[[ MATERIAL TO PROCESS, beginning ]]

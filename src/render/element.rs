//! Per-element SVG fragment renderers.
//!
//! One pure function per element kind: `(element, x_px, y_px, ...) -> String`.
//! Coordinates arrive already mapped into document pixel space; each
//! renderer only scales its own lengths. Renderers never fail — malformed
//! geometry degrades to an empty group so one bad element cannot abort the
//! rest of the document.

use crate::label::element::{Barcode, Image, QrCode, Shape, ShapeKind, Text, TextAlign};
use crate::render::geometry::Geometry;

/// Escape the five XML special characters for text content and attributes.
pub(crate) fn escape_xml(unsafe_text: &str) -> String {
    let mut out = String::with_capacity(unsafe_text.len());
    for ch in unsafe_text.chars() {
        match ch {
            '&' => out.push_str("&amp;"),
            '<' => out.push_str("&lt;"),
            '>' => out.push_str("&gt;"),
            '"' => out.push_str("&quot;"),
            '\'' => out.push_str("&apos;"),
            _ => out.push(ch),
        }
    }
    out
}

/// Render a text element.
///
/// The horizontal anchor derives from the alignment: center/right anchors
/// shift by half/full declared width when a bounding width is present.
/// The baseline is the `y + sizePt * 0.8` heuristic, not true ascent
/// metrics — a known approximation kept for output stability.
pub(crate) fn render_text(el: &Text, x: f64, y: f64, scale: f64, idx: usize) -> String {
    let font_size = el.font.size_pt;
    let (text_anchor, adjusted_x) = match (el.font.align, el.w) {
        (TextAlign::Center, Some(w)) => ("middle", x + (w * scale) / 2.0),
        (TextAlign::Center, None) => ("middle", x),
        (TextAlign::Right, Some(w)) => ("end", x + w * scale),
        (TextAlign::Right, None) => ("end", x),
        (TextAlign::Left, _) => ("start", x),
    };

    format!(
        "    <g id=\"text-{id}\" data-layer=\"text-{idx}\">\n      <text x=\"{x}\" y=\"{y}\" font-family=\"{family}\" font-size=\"{size}\" font-weight=\"{weight}\" fill=\"{color}\" text-anchor=\"{anchor}\" xml:space=\"preserve\">{content}</text>\n    </g>\n",
        id = escape_xml(&el.id),
        idx = idx,
        x = adjusted_x,
        y = y + font_size * 0.8,
        family = escape_xml(&el.font.family),
        size = font_size,
        weight = el.font.weight,
        color = escape_xml(&el.color),
        anchor = text_anchor,
        content = escape_xml(&el.text),
    )
}

/// Render an image element: rectangle-clipped, aspect-fill cropped.
pub(crate) fn render_image(el: &Image, x: f64, y: f64, scale: f64, idx: usize) -> String {
    let w = el.w * scale;
    let h = el.h * scale;

    format!(
        "    <g id=\"image-{id}\" data-layer=\"image-{idx}\" opacity=\"{opacity}\">\n      <image x=\"{x}\" y=\"{y}\" width=\"{w}\" height=\"{h}\" xlink:href=\"{src}\" preserveAspectRatio=\"xMidYMid slice\"/>\n    </g>\n",
        id = escape_xml(&el.id),
        idx = idx,
        opacity = el.opacity,
        x = x,
        y = y,
        w = w,
        h = h,
        src = escape_xml(&el.src),
    )
}

/// Render a QR placeholder: bordered square with a centered "QR" label,
/// tagged with payload and nominal size so the export finalizer can splice
/// in real module geometry.
pub(crate) fn render_qr_placeholder(el: &QrCode, x: f64, y: f64, scale: f64, idx: usize) -> String {
    let size = el.size * scale;

    format!(
        "    <g id=\"qr-{id}\" data-layer=\"qr-{idx}\" data-qr-data=\"{data}\" data-qr-size=\"{size_mm}\">\n      <rect x=\"{x}\" y=\"{y}\" width=\"{size}\" height=\"{size}\" fill=\"none\" stroke=\"#000\" stroke-width=\"1\"/>\n      <text x=\"{cx}\" y=\"{cy}\" text-anchor=\"middle\" font-size=\"8\" fill=\"#666\">QR</text>\n    </g>\n",
        id = escape_xml(&el.id),
        idx = idx,
        data = escape_xml(&el.data),
        size_mm = el.size,
        x = x,
        y = y,
        size = size,
        cx = x + size / 2.0,
        cy = y + size / 2.0,
    )
}

/// Render a barcode placeholder: bordered rectangle with the symbology
/// label, tagged with payload and type for the export finalizer.
pub(crate) fn render_barcode_placeholder(
    el: &Barcode,
    x: f64,
    y: f64,
    scale: f64,
    idx: usize,
) -> String {
    let w = el.w * scale;
    let h = el.h * scale;

    format!(
        "    <g id=\"barcode-{id}\" data-layer=\"barcode-{idx}\" data-barcode-type=\"{bt}\" data-barcode-data=\"{data}\">\n      <rect x=\"{x}\" y=\"{y}\" width=\"{w}\" height=\"{h}\" fill=\"none\" stroke=\"#000\" stroke-width=\"1\"/>\n      <text x=\"{cx}\" y=\"{cy}\" text-anchor=\"middle\" font-size=\"8\" fill=\"#666\">{bt}</text>\n    </g>\n",
        id = escape_xml(&el.id),
        idx = idx,
        bt = el.barcode_type.label(),
        data = escape_xml(&el.data),
        x = x,
        y = y,
        w = w,
        h = h,
        cx = x + w / 2.0,
        cy = y + h / 2.0,
    )
}

/// Render a shape element, dispatching on kind.
///
/// A shape missing the geometry its kind requires emits an empty group
/// body instead of failing.
pub(crate) fn render_shape(el: &Shape, x: f64, y: f64, geo: &Geometry, idx: usize) -> String {
    let scale = geo.scale;
    let stroke_attr = match &el.stroke {
        Some(stroke) => format!("stroke=\"{}\"", escape_xml(stroke)),
        None => "stroke=\"none\"".to_string(),
    };
    let fill_attr = match &el.fill {
        Some(fill) => format!("fill=\"{}\"", escape_xml(fill)),
        None => "fill=\"none\"".to_string(),
    };

    let shape_body = match (el.shape, el.w, el.h, el.r, el.x2, el.y2) {
        (ShapeKind::Rect, Some(w), Some(h), _, _, _) => format!(
            "<rect x=\"{x}\" y=\"{y}\" width=\"{w}\" height=\"{h}\" {stroke} {fill} stroke-width=\"{sw}\"/>",
            x = x,
            y = y,
            w = w * scale,
            h = h * scale,
            stroke = stroke_attr,
            fill = fill_attr,
            sw = el.stroke_width,
        ),
        (ShapeKind::Line, _, _, _, Some(x2), Some(y2)) => format!(
            "<line x1=\"{x}\" y1=\"{y}\" x2=\"{ex}\" y2=\"{ey}\" {stroke} stroke-width=\"{sw}\"/>",
            x = x,
            y = y,
            ex = geo.x(x2),
            ey = geo.y(y2),
            stroke = stroke_attr,
            sw = el.stroke_width,
        ),
        (ShapeKind::Circle, _, _, Some(r), _, _) => format!(
            "<circle cx=\"{x}\" cy=\"{y}\" r=\"{r}\" {stroke} {fill} stroke-width=\"{sw}\"/>",
            x = x,
            y = y,
            r = r * scale,
            stroke = stroke_attr,
            fill = fill_attr,
            sw = el.stroke_width,
        ),
        // Required geometry absent for this kind: defensive no-op
        _ => String::new(),
    };

    format!(
        "    <g id=\"shape-{id}\" data-layer=\"shape-{idx}\" opacity=\"{opacity}\">\n      {body}\n    </g>\n",
        id = escape_xml(&el.id),
        idx = idx,
        opacity = el.opacity,
        body = shape_body,
    )
}

#[cfg(test)]
mod tests {
    use super::*;
    use crate::label::LabelSize;
    use crate::label::element::Font;

    fn geo() -> Geometry {
        Geometry::new(
            &LabelSize {
                width_mm: 100.0,
                height_mm: 50.0,
                bleed_mm: 2.0,
                safe_mm: 3.0,
            },
            96.0,
            false,
        )
    }

    fn text_el(align: TextAlign, w: Option<f64>) -> Text {
        Text {
            id: "t1".into(),
            x: 10.0,
            y: 10.0,
            w,
            h: None,
            text: "EASY HEALTH".into(),
            font: Font {
                family: "Noto Sans TC".into(),
                size_pt: 5.0,
                weight: 700,
                align,
            },
            color: "#1F2937".into(),
            line_height: 1.2,
        }
    }

    #[test]
    fn test_escape_xml_all_five() {
        assert_eq!(
            escape_xml(r#"<a & "b" '>"#),
            "&lt;a &amp; &quot;b&quot; &apos;&gt;"
        );
    }

    #[test]
    fn test_text_left_anchor_no_shift() {
        let out = render_text(&text_el(TextAlign::Left, Some(20.0)), 50.0, 40.0, geo().scale, 0);
        assert!(out.contains("text-anchor=\"start\""));
        assert!(out.contains("x=\"50\""));
    }

    #[test]
    fn test_text_center_shifts_half_width() {
        let scale = geo().scale;
        let out = render_text(&text_el(TextAlign::Center, Some(20.0)), 50.0, 40.0, scale, 0);
        assert!(out.contains("text-anchor=\"middle\""));
        assert!(out.contains(&format!("x=\"{}\"", 50.0 + (20.0 * scale) / 2.0)));
    }

    #[test]
    fn test_text_right_shifts_full_width() {
        let scale = geo().scale;
        let out = render_text(&text_el(TextAlign::Right, Some(20.0)), 50.0, 40.0, scale, 0);
        assert!(out.contains("text-anchor=\"end\""));
        assert!(out.contains(&format!("x=\"{}\"", 50.0 + 20.0 * scale)));
    }

    #[test]
    fn test_text_baseline_heuristic() {
        let out = render_text(&text_el(TextAlign::Left, None), 50.0, 40.0, geo().scale, 0);
        assert!(out.contains(&format!("y=\"{}\"", 40.0 + 5.0 * 0.8)));
    }

    #[test]
    fn test_text_content_escaped() {
        let mut el = text_el(TextAlign::Left, None);
        el.text = "A&B <C>".into();
        let out = render_text(&el, 0.0, 0.0, geo().scale, 0);
        assert!(out.contains(">A&amp;B &lt;C&gt;</text>"));
    }

    #[test]
    fn test_qr_placeholder_carries_metadata() {
        let el = QrCode {
            id: "q1".into(),
            x: 0.0,
            y: 0.0,
            size: 15.0,
            data: "https://example.com".into(),
            error_correction: Default::default(),
        };
        let out = render_qr_placeholder(&el, 0.0, 0.0, geo().scale, 3);
        assert!(out.contains("data-qr-data=\"https://example.com\""));
        assert!(out.contains("data-qr-size=\"15\""));
        assert!(out.contains(">QR</text>"));
    }

    #[test]
    fn test_shape_rect_missing_dims_is_empty_group() {
        let el = Shape {
            id: "s1".into(),
            shape: ShapeKind::Rect,
            x: 1.0,
            y: 1.0,
            w: None,
            h: Some(5.0),
            r: None,
            x2: None,
            y2: None,
            stroke: Some("#000".into()),
            fill: None,
            stroke_width: 1.0,
            opacity: 1.0,
        };
        let g = geo();
        let out = render_shape(&el, g.x(1.0), g.y(1.0), &g, 0);
        assert!(out.contains("<g id=\"shape-s1\""));
        assert!(!out.contains("<rect"));
    }

    #[test]
    fn test_shape_line_transforms_endpoint() {
        let g = Geometry::new(
            &LabelSize {
                width_mm: 100.0,
                height_mm: 50.0,
                bleed_mm: 2.0,
                safe_mm: 3.0,
            },
            96.0,
            true,
        );
        let el = Shape {
            id: "s2".into(),
            shape: ShapeKind::Line,
            x: 0.0,
            y: 0.0,
            w: None,
            h: None,
            r: None,
            x2: Some(10.0),
            y2: Some(20.0),
            stroke: Some("#333".into()),
            fill: None,
            stroke_width: 0.5,
            opacity: 1.0,
        };
        let out = render_shape(&el, g.x(0.0), g.y(0.0), &g, 0);
        // endpoint goes through the same scale/offset as the start point
        assert!(out.contains(&format!("x2=\"{}\"", g.x(10.0))));
        assert!(out.contains(&format!("y2=\"{}\"", g.y(20.0))));
    }
}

[[ MATERIAL TO PROCESS, end ]]

> YOUR OBJECTIVE:
Using the records above, list each line that includes "element".

> RESPONSE AREA:
filename src/render/element.rs
//! Per-element SVG fragment renderers.
//! One pure function per element kind: `(element, x_px, y_px, ...) -> String`.
//! geometry degrades to an empty group so one bad element cannot abort the
use crate::label::element::{Barcode, Image, QrCode, Shape, ShapeKind, Text, TextAlign};
/// Render a text element.
/// Render an image element: rectangle-clipped, aspect-fill cropped.
/// Render a shape element, dispatching on kind.
    use crate::label::element::Font;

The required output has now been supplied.